BEIJING: Families of passengers aboard Malaysia Airlines Flight MH370 are no closer to knowing what happened to their dear ones 100 days since the plane disappeared.
There is still no trace of the plane which disappeared on March 8 shortly after taking off from Kuala Lumpur bound for Beijing, carrying 239 passengers and crew.
More than half of the passengers on board were Chinese nationals.
It's traditional Chinese custom to mourn for the dead up to 100 days, so the 100th-day mark does hold significance even in this modern day and age in Beijing.
If it had been a normal accident, Sunday (June 15) would be the last day of mourning, and families and relatives would then be allowed to move on with their lives.
Of course, this is no ordinary case.
Many of the family members have decided to mark the 100th-day by pouring their grief into their Weibo and WeChat accounts.
A hashtag was created - 'Malaysia Airlines Lost Contact 100 Days' - on Weibo, the Chinese equivalent of Twitter.
Posted on social media sites were emotional messages such as: "I have tried to lead a normal life but I can't", "I don't see smiles on my parents' faces anymore", as well as photos of loved ones.
Zhang Qian, 28-year-old Beijing resident and wife of MH370 passenger Wang Houbin, said: "I used to be a cheerful and optimistic person. Now, I don't speak to my relatives.
"I will only go out when I have to meet the MH370 relatives. I don't go out anymore, because outside I see the shadow of my husband and myself.
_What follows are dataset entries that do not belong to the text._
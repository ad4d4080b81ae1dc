//! Configuration for the assistant
//!
//! Selects the rulebook and the simulated latency range.

use crate::latency::LatencyConfig;
use crate::rulebook::{BuiltinRulebook, Rulebook};
use crate::{AssistantError, RulebookError};
use serde::{Deserialize, Serialize};
use std::path::{Path, PathBuf};

/// Assistant configuration
///
/// # Examples
///
/// ```
/// use civic_assistant::{AssistantConfig, BuiltinRulebook};
///
/// let config = AssistantConfig::default();
/// assert_eq!(config.rulebook, BuiltinRulebook::Portal);
/// assert_eq!(config.latency.max_ms, 1200);
///
/// // No artificial delay
/// let config = AssistantConfig::instant();
/// assert_eq!(config.latency.max_ms, 0);
/// ```
#[derive(Debug, Clone, PartialEq, Serialize, Deserialize)]
pub struct AssistantConfig {
    /// Built-in rulebook to use
    /// Default: portal
    #[serde(default)]
    pub rulebook: BuiltinRulebook,

    /// Load the rulebook from this TOML file instead of a built-in one
    #[serde(default, skip_serializing_if = "Option::is_none")]
    pub rulebook_path: Option<PathBuf>,

    /// Reply delay range
    #[serde(default)]
    pub latency: LatencyConfig,
}

impl Default for AssistantConfig {
    fn default() -> Self {
        Self {
            rulebook: BuiltinRulebook::Portal,
            rulebook_path: None,
            latency: LatencyConfig::default(),
        }
    }
}

impl AssistantConfig {
    /// Default rulebook with no reply delay
    pub fn instant() -> Self {
        Self {
            latency: LatencyConfig::instant(),
            ..Self::default()
        }
    }

    /// Load configuration from a TOML file
    pub fn from_file<P: AsRef<Path>>(path: P) -> Result<Self, AssistantError> {
        let contents = std::fs::read_to_string(path)?;
        let config: AssistantConfig = toml::from_str(&contents)?;
        config.validate()?;
        Ok(config)
    }

    /// Check value ranges
    pub fn validate(&self) -> Result<(), AssistantError> {
        self.latency.validate()
    }

    /// Load the configured rulebook
    pub fn load_rulebook(&self) -> Result<Rulebook, RulebookError> {
        match &self.rulebook_path {
            Some(path) => Rulebook::from_file(path),
            None => Rulebook::builtin(self.rulebook),
        }
    }
}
I am afraid to go out. I don't speak anymore."
Sunday morning also saw a group of relatives of MH370 passengers gathered at the Beijing Lama Temple to offer prayers for the missing.
Extensive searches for the plane have been carried out between the South China Sea and the southern Indian Ocean by multi-national search teams from both air and sea, using sophisticated equipment and satellite data.
But the search has yielded nothing and relatives of the passengers are frustrated by the lack of information and also false leads.
Frustrated relatives had tried to get answers from the Malaysia Airlines office in Beijing on Wednesday.
But they were turned away and refused access to the airline office.
A heavy security presence blocked them as well as journalists from entering the building.
Since early May, Malaysia Airlines stopped giving face-to-face briefings to family members in Beijing.
Malaysia has insisted that it will not give up searching for the plane until it is found.
The next phase of the search is expected to start in August and will take up to a year, covering 60,000 sq km of the Indian Ocean.
The plan is to map the ocean floor at a cost of US$56 million or more, and the bill is to be split between Malaysia and Australia.
A Dutch firm has successfully tendered to map out the ocean floor, and a Chinese military vessel will survey the area after that.
That mission is expected to take three months to complete.